«Советское начальство любило хороший конец. Оно боялось плохого конца, и правильно делало…»
14 января, 2023 10:37 пп
Мэйдэй
Михаил Авдуевцкий поделился
Петрушевская Людмила Стефановна Писатель:
Умерла Инночка Чурикова, моя любимая актриса. На нее я писала пьесу «Три девушки в голубом» по заказу Марка Захарова. Времени было у меня трое суток, кончался срок пребывания в театральном доме отдыха, куда Захаров купил мне путевку, чтобы я без забот о семье, на свободе, написала бы ему новую пьесу.
Но я, конечно, взяла с собой детей, Федю с Кирюшей, у старшего были в феврале каникулы, а младшего не покинешь. И все каникулы я с ними проводила.. И только когда от путевки оставалось три дня, мой муж Боря взял на работе отпуск и забрал детей в Москву. И я эту пьесу для Инны за три дня написала. Тарабанила днем и ночью на машинке, даже соседи за стенкой, шахтеры из Северодвинска, стали ночью кидаться сапогами мне в стену.
Но я такое понаписала, что спектакль запретили. И три года управление культуры его не выпускало. Как терзались актрисы «Трех девушек», Инна Чурикова и Пельтцер с Фадеевой! Им почти что нечего было играть в тот период, а они так любили свои роли в «Девушках»…

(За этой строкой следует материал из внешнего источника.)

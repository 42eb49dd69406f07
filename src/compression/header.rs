//! The .hz stream header.
//!
//! Layout: a 4-byte signature, a little-endian u16 count of distinct
//! symbols, then one 9-byte entry per symbol (the symbol itself followed
//! by its little-endian u64 occurrence count) in ascending symbol order.
//! The bit-packed payload starts at the next byte.

use std::io::{self, Read, Write};

use crate::error::HuffError;
use crate::tools::freq_count::FrequencyTable;

/// Stream signature: "hfz" plus a format version.
pub const MAGIC: [u8; 4] = *b"hfz1";

/// Bytes a header occupies for a table with `distinct` symbols.
pub fn header_len(distinct: usize) -> u64 {
    (MAGIC.len() + 2 + distinct * 9) as u64
}

/// Serialize the frequency table as the stream header.
pub fn write_header<W: Write>(sink: &mut W, freqs: &FrequencyTable) -> Result<(), HuffError> {
    let mut header = Vec::with_capacity(header_len(freqs.distinct()) as usize);
    header.extend_from_slice(&MAGIC);
    header.extend_from_slice(&(freqs.distinct() as u16).to_le_bytes());
    for (symbol, count) in freqs.entries() {
        header.push(symbol);
        header.extend_from_slice(&count.to_le_bytes());
    }
    sink.write_all(&header)
        .map_err(|e| HuffError::StreamWrite { source: e })
}

/// Read and validate the header, rebuilding the frequency table.
pub fn read_header<R: Read>(source: &mut R) -> Result<FrequencyTable, HuffError> {
    let mut magic = [0_u8; 4];
    read_exact(source, &mut magic)?;
    if magic != MAGIC {
        return Err(HuffError::BadMagic);
    }

    let mut count_bytes = [0_u8; 2];
    read_exact(source, &mut count_bytes)?;
    let entry_count = u16::from_le_bytes(count_bytes) as usize;
    if entry_count > 256 {
        return Err(HuffError::CorruptStream);
    }

    let mut entries = Vec::with_capacity(entry_count);
    let mut last_symbol: Option<u8> = None;
    for _ in 0..entry_count {
        let mut entry = [0_u8; 9];
        read_exact(source, &mut entry)?;
        let symbol = entry[0];
        let mut count_bytes = [0_u8; 8];
        count_bytes.copy_from_slice(&entry[1..]);
        let count = u64::from_le_bytes(count_bytes);
        // Symbols must be strictly ascending and counts nonzero, or this
        // header did not come from our writer.
        if count == 0 || last_symbol.map_or(false, |prev| prev >= symbol) {
            return Err(HuffError::CorruptStream);
        }
        last_symbol = Some(symbol);
        entries.push((symbol, count));
    }
    Ok(FrequencyTable::from_entries(&entries))
}

/// read_exact with EOF mapped to CorruptStream: a short header is a
/// truncated stream, not an I/O failure.
fn read_exact<R: Read>(source: &mut R, buf: &mut [u8]) -> Result<(), HuffError> {
    source.read_exact(buf).map_err(|e| match e.kind() {
        io::ErrorKind::UnexpectedEof => HuffError::CorruptStream,
        _ => HuffError::StreamRead { source: e },
    })
}

#[cfg(test)]
mod test {
    use super::{read_header, write_header, MAGIC};
    use crate::error::HuffError;
    use crate::tools::freq_count::FrequencyTable;

    #[test]
    fn round_trip_test() {
        let freqs = FrequencyTable::from_bytes(b"abracadabra");
        let mut buf = Vec::new();
        write_header(&mut buf, &freqs).unwrap();
        let restored = read_header(&mut buf.as_slice()).unwrap();
        assert_eq!(restored, freqs);
    }

    #[test]
    fn empty_table_round_trip_test() {
        let freqs = FrequencyTable::default();
        let mut buf = Vec::new();
        write_header(&mut buf, &freqs).unwrap();
        assert_eq!(buf.len(), 6);
        let restored = read_header(&mut buf.as_slice()).unwrap();
        assert!(restored.is_empty());
    }

    #[test]
    fn bad_magic_test() {
        let buf = b"nope\x00\x00";
        let err = read_header(&mut buf.as_slice()).unwrap_err();
        assert!(matches!(err, HuffError::BadMagic));
    }

    #[test]
    fn truncated_header_is_corrupt_test() {
        let freqs = FrequencyTable::from_bytes(b"ab");
        let mut buf = Vec::new();
        write_header(&mut buf, &freqs).unwrap();
        buf.truncate(buf.len() - 3);
        let err = read_header(&mut buf.as_slice()).unwrap_err();
        assert!(matches!(err, HuffError::CorruptStream));
    }

    #[test]
    fn zero_count_is_corrupt_test() {
        let mut buf = Vec::new();
        buf.extend_from_slice(&MAGIC);
        buf.extend_from_slice(&1_u16.to_le_bytes());
        buf.push(b'a');
        buf.extend_from_slice(&0_u64.to_le_bytes());
        let err = read_header(&mut buf.as_slice()).unwrap_err();
        assert!(matches!(err, HuffError::CorruptStream));
    }

    #[test]
    fn unsorted_symbols_are_corrupt_test() {
        let mut buf = Vec::new();
        buf.extend_from_slice(&MAGIC);
        buf.extend_from_slice(&2_u16.to_le_bytes());
        buf.push(b'b');
        buf.extend_from_slice(&1_u64.to_le_bytes());
        buf.push(b'a');
        buf.extend_from_slice(&1_u64.to_le_bytes());
        let err = read_header(&mut buf.as_slice()).unwrap_err();
        assert!(matches!(err, HuffError::CorruptStream));
    }
}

Я пошла к Ролану Быкову советоваться, и он сказал, к кому идти в горкоме партии КПСС. Я решилась идти, но Марк Захаров был великим режиссером, и он меня не пустил, а послал Чурикову. И она выиграла нам эту битву. Потому что неожиданно случилось совпадение: этот горкомовский начальник со школьных лет собирал фото Чуриковой ! Как он обомлел, наверно, увидев великую Чурикову у себя в кабинете!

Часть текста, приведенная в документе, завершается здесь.